Le député LFI de la 14ᵉ circonscription du Rhône, Idir Boumertit, a adressé un courrier officiel au Directeur académique des services de l’Éducation nationale du Rhône, Arnaud Leclerc, pour dénoncer avec virulence le plan de suppressions de classes prévu pour la rentrée de septembre 2026. Une sortie remarquée, autant pour le fond que pour la forme.
J’interpelle le Directeur Académique des Services du Rhône : 221 classes supprimées, dont plusieurs touchent ma commune de Vénissieux. ⬆️
L’État, encore une fois, sacrifie l’école publique et l’avenir de nos enfants. pic.twitter.com/FcQUdrylF3
— Idir Boumertit (@boumertitidir) March 24, 2026
221 classes supprimées : le député sonne l’alarme
Dans ce courrier à en-tête de l’Assemblée nationale, Idir Boumertit tire la sonnette d’alarme sur des chiffres qu’il qualifie d’« accablants » : 290 fermetures de classes contre seulement 69 ouvertures, soit un solde négatif de 221 classes dans le Rhône. Il dénonce une politique qu’il présente comme une « saignée massive » et une « destruction assumée du service public d’éducation », avec 94 suppressions de postes annoncées, après les 83 de l’année précédente.
L’élu pointe également le sort des élèves en situation de handicap : 13 suppressions de postes dans les structures spécialisées et établissements médico-sociaux, pour seulement 1,5 création. Seules 5 ULIS seraient créées, alors que plus de 1 000 élèves du département attendent une place adaptée.
Selon le député sur Vénissieux, la situation est particulièrement sévère : entre 29 et 31 classes supprimées pour une seule création, touchant près des trois quarts des établissements vénissians.
La baisse démographique en toile de fond
Il convient de rappeler qu’une partie des fermetures de classes s’explique aussi par un facteur structurel : la baisse démographique. Depuis plusieurs années, le nombre d’élèves dans le primaire recule en France, et le Rhône n’échappe pas à cette tendance. Moins d’élèves signifie mécaniquement moins de classes nécessaires, et les cartes scolaires s’adaptent en conséquence. Cette réalité ne retire rien à la légitimité du débat sur les moyens alloués à l’école publique, notamment dans des communes aux besoins sociaux importants comme Vénissieux, mais elle nuance la lecture strictement budgétaire et politique du phénomène.
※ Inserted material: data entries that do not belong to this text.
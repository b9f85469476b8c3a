//! Client-Side Routes

use leptos::prelude::*;
use leptos_router::NavigateOptions;

use crate::error::FormError;

/// Views a handler can send the user to
#[derive(Debug, Clone, Copy, PartialEq, Eq)]
pub enum Route {
    Home,
    Work,
    About,
    Contact,
    Login,
    Admin,
    Error403,
}

impl Route {
    pub fn path(self) -> &'static str {
        match self {
            Route::Home => "/home",
            Route::Work => "/work",
            Route::About => "/about",
            Route::Contact => "/contact",
            Route::Login => "/login",
            Route::Admin => "/admin",
            Route::Error403 => "/error403",
        }
    }
}

/// Navigate to a route with default options
pub fn go<F>(navigate: &F, route: Route)
where
    F: Fn(&str, NavigateOptions),
{
    log::debug!("navigating to {}", route.path());
    navigate(route.path(), NavigateOptions::default());
}

/// Apply a form outcome: follow its route, or show its message inline
pub fn settle<F>(navigate: &F, message: RwSignal<Option<String>>, outcome: Result<Route, FormError>)
where
    F: Fn(&str, NavigateOptions),
{
    match outcome {
        Ok(route) => {
            message.set(None);
            go(navigate, route);
        }
        Err(err) => match err.redirect() {
            Some(route) => go(navigate, route),
            None => message.set(err.message()),
        },
    }
}
//! Admin contact section: contact links plus the message inbox.

use leptos::prelude::*;
use leptos::task::spawn_local;
use leptos_router::hooks::use_navigate;

use crate::actions;
use crate::components::{AdminMethod, DraftField, FieldMessage, MethodSelector, TextField, CONTACT_METHODS};
use crate::context::use_app;
use crate::models::{ContactDraft, ContactMessage};

use super::item_form::{redirect_or_show, ItemForm};

#[component]
pub fn AdminContact() -> impl IntoView {
    let ctx = use_app();
    let navigate = use_navigate();
    let form = ItemForm::<ContactDraft>::new();
    let draft = form.draft;

    let on_submit = move |ev: web_sys::SubmitEvent| {
        ev.prevent_default();
        form.submit(ctx.services().contact, ctx.tokens(), navigate.clone());
    };

    view! {
        <MethodSelector options=CONTACT_METHODS current=form.method on_change=move |method| form.switch(method) />
        <form
            class="admin-form"
            class:hidden=move || form.method.get() == AdminMethod::Messages
            on:submit=on_submit
        >
            <Show when=move || form.method.get().needs_id()>
                <TextField value=form.item_id label="Item id" />
                <Show when=move || form.method.get() == AdminMethod::Edit>
                    <button type="button" class="btn btn-secondary" on:click=move |_| form.lookup(ctx.services().contact)>
                        "Search"
                    </button>
                </Show>
            </Show>
            <Show when=move || form.method.get() != AdminMethod::Delete>
                <DraftField draft=draft label="Name" get={|d: &ContactDraft| d.name.clone()} set={|d: &mut ContactDraft, v| d.name = v} />
                <DraftField draft=draft label="Account" get={|d: &ContactDraft| d.account.clone()} set={|d: &mut ContactDraft, v| d.account = v} />
                <DraftField draft=draft label="Link" get={|d: &ContactDraft| d.link.clone()} set={|d: &mut ContactDraft, v| d.link = v} />
                <DraftField draft=draft label="Image URI" get={|d: &ContactDraft| d.image_uri.clone()} set={|d: &mut ContactDraft, v| d.image_uri = v} />
                <DraftField draft=draft label="Image alt" get={|d: &ContactDraft| d.image_alt.clone()} set={|d: &mut ContactDraft, v| d.image_alt = v} />
            </Show>
            <FieldMessage message=form.message />
            <button type="submit" class="btn btn-primary">{move || form.method.get().label()}</button>
        </form>
        <Show when=move || form.method.get() == AdminMethod::Messages>
            <MessageInbox message=form.message />
        </Show>
    }
}

/// Messages newest first; opening an unread one marks it read
#[component]
fn MessageInbox(message: RwSignal<Option<String>>) -> impl IntoView {
    let ctx = use_app();
    let navigate = use_navigate();
    let messages = RwSignal::new(Vec::<ContactMessage>::new());
    let opened = RwSignal::new(None::<ContactMessage>);

    let load_navigate = navigate.clone();
    Effect::new(move |_| {
        let contact = ctx.services().contact;
        let tokens = ctx.tokens();
        let navigate = load_navigate.clone();
        spawn_local(async move {
            match actions::load_messages(&contact, &*tokens).await {
                Ok(loaded) => messages.set(loaded),
                Err(err) => redirect_or_show(&navigate, message, err),
            }
        });
    });

    let open = move |id: u32| {
        let contact = ctx.services().contact;
        let tokens = ctx.tokens();
        let navigate = navigate.clone();
        spawn_local(async move {
            match actions::open_message(&contact, &*tokens, id).await {
                Ok(shown) => {
                    messages.update(|list| {
                        if let Some(slot) = list.iter_mut().find(|m| m.id == shown.id) {
                            *slot = shown.clone();
                        }
                    });
                    opened.set(Some(shown));
                }
                Err(err) => redirect_or_show(&navigate, message, err),
            }
        });
    };
    let open = StoredValue::new_local(open);

    view! {
        <div class="inbox">
            <ul class="inbox-list">
                <For
                    each=move || messages.get()
                    key=|m| (m.id, m.read)
                    children=move |m| {
                        let id = m.id;
                        let class = if m.read { "inbox-row" } else { "inbox-row unread" };
                        view! {
                            <li class=class on:click=move |_| open.with_value(|open| open(id))>
                                <span class="inbox-subject">{m.subject}</span>
                                <span class="inbox-date">{m.date}</span>
                            </li>
                        }
                    }
                />
            </ul>
            {move || opened.get().map(|m| view! {
                <article class="inbox-message">
                    <h4>{m.subject}</h4>
                    <p class="inbox-reply">{m.reply}</p>
                    <p>{m.message}</p>
                </article>
            })}
            <FieldMessage message=message />
        </div>
    }
}
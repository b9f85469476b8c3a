//! Navigation Bar Component

use leptos::prelude::*;
use leptos_router::components::A;

use crate::routes::Route;

const PUBLIC_LINKS: &[(Route, &str)] = &[
    (Route::Home, "Home"),
    (Route::Work, "Work"),
    (Route::About, "About"),
    (Route::Contact, "Contact"),
];

#[component]
pub fn NavBar() -> impl IntoView {
    view! {
        <nav class="nav-bar">
            {PUBLIC_LINKS.iter().map(|(route, label)| view! {
                <A href=route.path()>{*label}</A>
            }).collect_view()}
            <A href=Route::Admin.path()>"Admin"</A>
        </nav>
    }
}
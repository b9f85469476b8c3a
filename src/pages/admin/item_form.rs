//! Shared add / edit / delete form state of the admin item sections.

use std::sync::Arc;

use leptos::prelude::*;
use leptos::task::spawn_local;
use leptos_router::NavigateOptions;

use crate::actions::{create_item, delete_item, lookup_item, update_item, EditTarget, Validate};
use crate::api::ItemApi;
use crate::components::AdminMethod;
use crate::routes::{go, settle};
use crate::session::TokenStore;

/// Signals behind one section's form
pub struct ItemForm<D: Send + Sync + 'static> {
    pub method: RwSignal<AdminMethod>,
    pub message: RwSignal<Option<String>>,
    /// Free-text id for edit lookup and delete
    pub item_id: RwSignal<String>,
    pub draft: RwSignal<D>,
    /// Item loaded by the last successful lookup
    pub target: RwSignal<Option<EditTarget<D>>>,
}

impl<D: Send + Sync + 'static> Clone for ItemForm<D> {
    fn clone(&self) -> Self {
        *self
    }
}

impl<D: Send + Sync + 'static> Copy for ItemForm<D> {}

impl<D> ItemForm<D>
where
    D: Clone + Default + PartialEq + Validate + Send + Sync + 'static,
{
    pub fn new() -> Self {
        Self {
            method: RwSignal::new(AdminMethod::Add),
            message: RwSignal::new(None),
            item_id: RwSignal::new(String::new()),
            draft: RwSignal::new(D::default()),
            target: RwSignal::new(None),
        }
    }

    /// Change method, clearing the section's messages and inputs
    pub fn switch(&self, method: AdminMethod) {
        self.method.set(method);
        self.message.set(None);
        self.item_id.set(String::new());
        self.draft.set(D::default());
        self.target.set(None);
    }

    /// Load the item named by `item_id` into the draft for editing
    pub fn lookup<A>(&self, api: A)
    where
        A: ItemApi<Draft = D> + 'static,
    {
        let form = *self;
        let id_text = self.item_id.get_untracked();
        spawn_local(async move {
            match lookup_item(&api, &id_text).await {
                Ok(target) => {
                    form.draft.set(target.original.clone());
                    form.target.set(Some(target));
                    form.message.set(None);
                }
                Err(err) => {
                    form.target.set(None);
                    form.message.set(err.message().or_else(|| Some("Item not found".to_string())));
                }
            }
        });
    }

    /// Run the selected method against `api`
    pub fn submit<A, F>(&self, api: A, tokens: Arc<dyn TokenStore>, navigate: F)
    where
        A: ItemApi<Draft = D> + 'static,
        F: Fn(&str, NavigateOptions) + 'static,
    {
        let form = *self;
        let method = self.method.get_untracked();
        let draft = self.draft.get_untracked();
        let id_text = self.item_id.get_untracked();
        let target = self.target.get_untracked();
        spawn_local(async move {
            let tokens = &*tokens;
            let outcome = match method {
                AdminMethod::Add => create_item(&api, tokens, &draft).await,
                AdminMethod::Edit => update_item(&api, tokens, target.as_ref(), &draft).await,
                AdminMethod::Delete => delete_item(&api, tokens, &id_text).await,
                AdminMethod::Messages => return,
            };
            if outcome.is_ok() {
                form.switch(AdminMethod::Add);
            }
            settle(&navigate, form.message, outcome);
        });
    }
}

/// Follow a handler's redirect, if it has one; otherwise show its message
pub(crate) fn redirect_or_show<F>(navigate: &F, message: RwSignal<Option<String>>, err: crate::error::FormError)
where
    F: Fn(&str, NavigateOptions),
{
    match err.redirect() {
        Some(route) => go(navigate, route),
        None => message.set(err.message()),
    }
}
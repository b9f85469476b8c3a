//! Forbidden page.

use leptos::prelude::*;
use leptos_router::components::A;

use crate::routes::Route;

#[component]
pub fn Error403Page() -> impl IntoView {
    view! {
        <div class="error-page">
            <h1>"403"</h1>
            <p>"You don't have permission to access this page."</p>
            <A href=Route::Login.path()>"Log in"</A>
        </div>
    }
}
Un courrier officiel… avec un titre anticipé
Le fond du courrier ne manquera pas de faire réagir. Mais c’est la forme qui retiendra également l’attention des observateurs. Car en bas de la lettre, sous sa signature, Idir Boumertit a apposé la mention suivante :
« Député de la 14ᵉ circonscription du Rhône, Maire de Vénissieux »
Une signature en date du 24 mars pour le moins prématurée. Et le député, rompu aux arcanes institutionnels, devrait pourtant le savoir mieux que quiconque.
Quand on brûle les étapes du protocole républicain
Mais dans le protocole, le calendrier officiel doit être respecté. À peine arrivé en tête des élections municipales, le député s’est déjà projeté dans ses futures fonctions. Dans un courrier à en-tête de l’Assemblée nationale, l’élu se présente comme « député et maire »… avant même d’avoir été officiellement élu à ce titre.
Un détail, sans doute. Car en France, le maire n’est pas désigné directement par les électeurs. Contrairement à ce que l’on pourrait croire, gagner une élection municipale en tête de liste ne confère pas automatiquement le titre de maire. Ce dernier est élu par les conseillers municipaux eux-mêmes, lors du premier conseil municipal, qui se tient dans les jours suivant la proclamation des résultats. Ce vote, bien que généralement acquis d’avance pour le chef de la liste arrivée en tête, constitue une étape institutionnelle indispensable et obligatoire. Tant que ce conseil n’a pas eu lieu, la fonction de maire n’est pas officiellement occupée.
L’issue ne fait guère de doute. Le protocole, lui, appréciera sans doute un peu moins d’être ainsi devancé.
Idir Boumertit, député LFI de la 14ᵉ circonscription du Rhône, est par ailleurs tête de liste victorieuse aux élections municipales de Vénissieux. Son installation officielle comme maire interviendra lors du premier conseil municipal, conformément aux règles de la République. Mais il devra aussi céder sa place de député à sa suppléante Mme Gisèle Putoud car le cumul des mandats est interdit.